_TASK TO COMPLETE_
Copy out all of the entries exactly as they appear.

_SUPPLIED RECORDS_
_ _ _

use std::f64::consts::TAU;

use crate::core::data::complex::Complex;
use crate::core::fractals::newton::errors::NewtonError;

/// Distance under which an iterate counts as having reached a root.
pub const ROOT_PRECISION: f64 = 1e-4;

/// The n-th roots of unity, the solutions of `zⁿ - 1 = 0`.
#[derive(Debug, Clone, PartialEq)]
pub struct PolynomialRoots {
    roots: Vec<Complex>,
}

impl PolynomialRoots {
    /// `root[k] = (cos(2πk/n), sin(2πk/n))` for `k` in `0..n`.
    pub fn compute(degree: u32) -> Result<Self, NewtonError> {
        if degree == 0 {
            return Err(NewtonError::InvalidParameter { degree });
        }

        let n = f64::from(degree);
        let roots = (0..degree)
            .map(|k| {
                let angle = TAU * f64::from(k) / n;
                Complex::new(angle.cos(), angle.sin())
            })
            .collect();

        Ok(Self { roots })
    }

    #[must_use]
    pub fn degree(&self) -> u32 {
        self.roots.len() as u32
    }

    #[must_use]
    pub fn roots(&self) -> &[Complex] {
        &self.roots
    }

    /// Index of the first root within [`ROOT_PRECISION`] of `z`.
    #[must_use]
    pub fn matching_root(&self, z: Complex) -> Option<usize> {
        self.roots
            .iter()
            .position(|&root| (z - root).modulus() <= ROOT_PRECISION)
    }
}

#[cfg(test)]
mod tests {
    use super::*;

    const EPSILON: f64 = 1e-12;

    #[test]
    fn test_zero_degree_is_invalid() {
        assert_eq!(
            PolynomialRoots::compute(0),
            Err(NewtonError::InvalidParameter { degree: 0 })
        );
    }

    #[test]
    fn test_roots_lie_on_unit_circle() {
        for degree in 1..=9 {
            let roots = PolynomialRoots::compute(degree).unwrap();

            assert_eq!(roots.degree(), degree);
            assert_eq!(roots.roots()[0], Complex::ONE);
            assert!(
                roots
                    .roots()
                    .iter()
                    .all(|root| (root.modulus() - 1.0).abs() < EPSILON)
            );
        }
    }

    #[test]
    fn test_roots_solve_polynomial() {
        let roots = PolynomialRoots::compute(5).unwrap();

        for root in roots.roots() {
            let residual = root.pow(5) - Complex::ONE;
            assert!(residual.modulus() < 1e-9);
        }
    }

    #[test]
    fn test_cube_roots() {
        let roots = PolynomialRoots::compute(3).unwrap();
        let half_root_three = 3.0_f64.sqrt() / 2.0;

        assert!((roots.roots()[1] - Complex::new(-0.5, half_root_three)).modulus() < EPSILON);
        assert!((roots.roots()[2] - Complex::new(-0.5, -half_root_three)).modulus() < EPSILON);
    }

    #[test]
    fn test_matching_root_within_precision() {
        let roots = PolynomialRoots::compute(4).unwrap();

        assert_eq!(roots.matching_root(Complex::new(0.0, 1.00005)), Some(1));
        assert_eq!(roots.matching_root(Complex::new(-1.0, 0.0)), Some(2));
        assert_eq!(roots.matching_root(Complex::new(0.5, 0.5)), None);
        assert_eq!(roots.matching_root(Complex::new(1.001, 0.0)), None);
    }
}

_ _ _

_WRITTEN RESPONSE_
use std::f64::consts::TAU;

use crate::core::data::complex::Complex;
use crate::core::fractals::newton::errors::NewtonError;

/// Distance under which an iterate counts as having reached a root.
pub const ROOT_PRECISION: f64 = 1e-4;

/// The n-th roots of unity, the solutions of `zⁿ - 1 = 0`.
#[derive(Debug, Clone, PartialEq)]
pub struct PolynomialRoots {
    roots: Vec<Complex>,
}

impl PolynomialRoots {
    /// `root[k] = (cos(2πk/n), sin(2πk/n))` for `k` in `0..n`.
    pub fn compute(degree: u32) -> Result<Self, NewtonError> {
        if degree == 0 {
            return Err(NewtonError::InvalidParameter { degree });
        }

        let n = f64::from(degree);
        let roots = (0..degree)
            .map(|k| {
                let angle = TAU * f64::from(k) / n;
                Complex::new(angle.cos(), angle.sin())
            })
            .collect();

        Ok(Self { roots })
    }

    #[must_use]
    pub fn degree(&self) -> u32 {
        self.roots.len() as u32
    }

    #[must_use]
    pub fn roots(&self) -> &[Complex] {
        &self.roots
    }

    /// Index of the first root within [`ROOT_PRECISION`] of `z`.
    #[must_use]
    pub fn matching_root(&self, z: Complex) -> Option<usize> {
        self.roots
            .iter()
            .position(|&root| (z - root).modulus() <= ROOT_PRECISION)
    }
}

#[cfg(test)]
mod tests {
    use super::*;

    const EPSILON: f64 = 1e-12;

    #[test]
    fn test_zero_degree_is_invalid() {
        assert_eq!(
            PolynomialRoots::compute(0),
            Err(NewtonError::InvalidParameter { degree: 0 })
        );
    }

    #[test]
    fn test_roots_lie_on_unit_circle() {
        for degree in 1..=9 {
            let roots = PolynomialRoots::compute(degree).unwrap();

            assert_eq!(roots.degree(), degree);
            assert_eq!(roots.roots()[0], Complex::ONE);
            assert!(
                roots
                    .roots()
                    .iter()
                    .all(|root| (root.modulus() - 1.0).abs() < EPSILON)
            );
        }
    }

    #[test]
    fn test_roots_solve_polynomial() {
        let roots = PolynomialRoots::compute(5).unwrap();

        for root in roots.roots() {
            let residual = root.pow(5) - Complex::ONE;
            assert!(residual.modulus() < 1e-9);
        }
    }

    #[test]
    fn test_cube_roots() {
        let roots = PolynomialRoots::compute(3).unwrap();
        let half_root_three = 3.0_f64.sqrt() / 2.0;

        assert!((roots.roots()[1] - Complex::new(-0.5, half_root_three)).modulus() < EPSILON);
        assert!((roots.roots()[2] - Complex::new(-0.5, -half_root_three)).modulus() < EPSILON);
    }

    #[test]
    fn test_matching_root_within_precision() {
        let roots = PolynomialRoots::compute(4).unwrap();

        assert_eq!(roots.matching_root(Complex::new(0.0, 1.00005)), Some(1));
        assert_eq!(roots.matching_root(Complex::new(-1.0, 0.0)), Some(2));
        assert_eq!(roots.matching_root(Complex::new(0.5, 0.5)), None);
        assert_eq!(roots.matching_root(Complex::new(1.001, 0.0)), None);
    }
}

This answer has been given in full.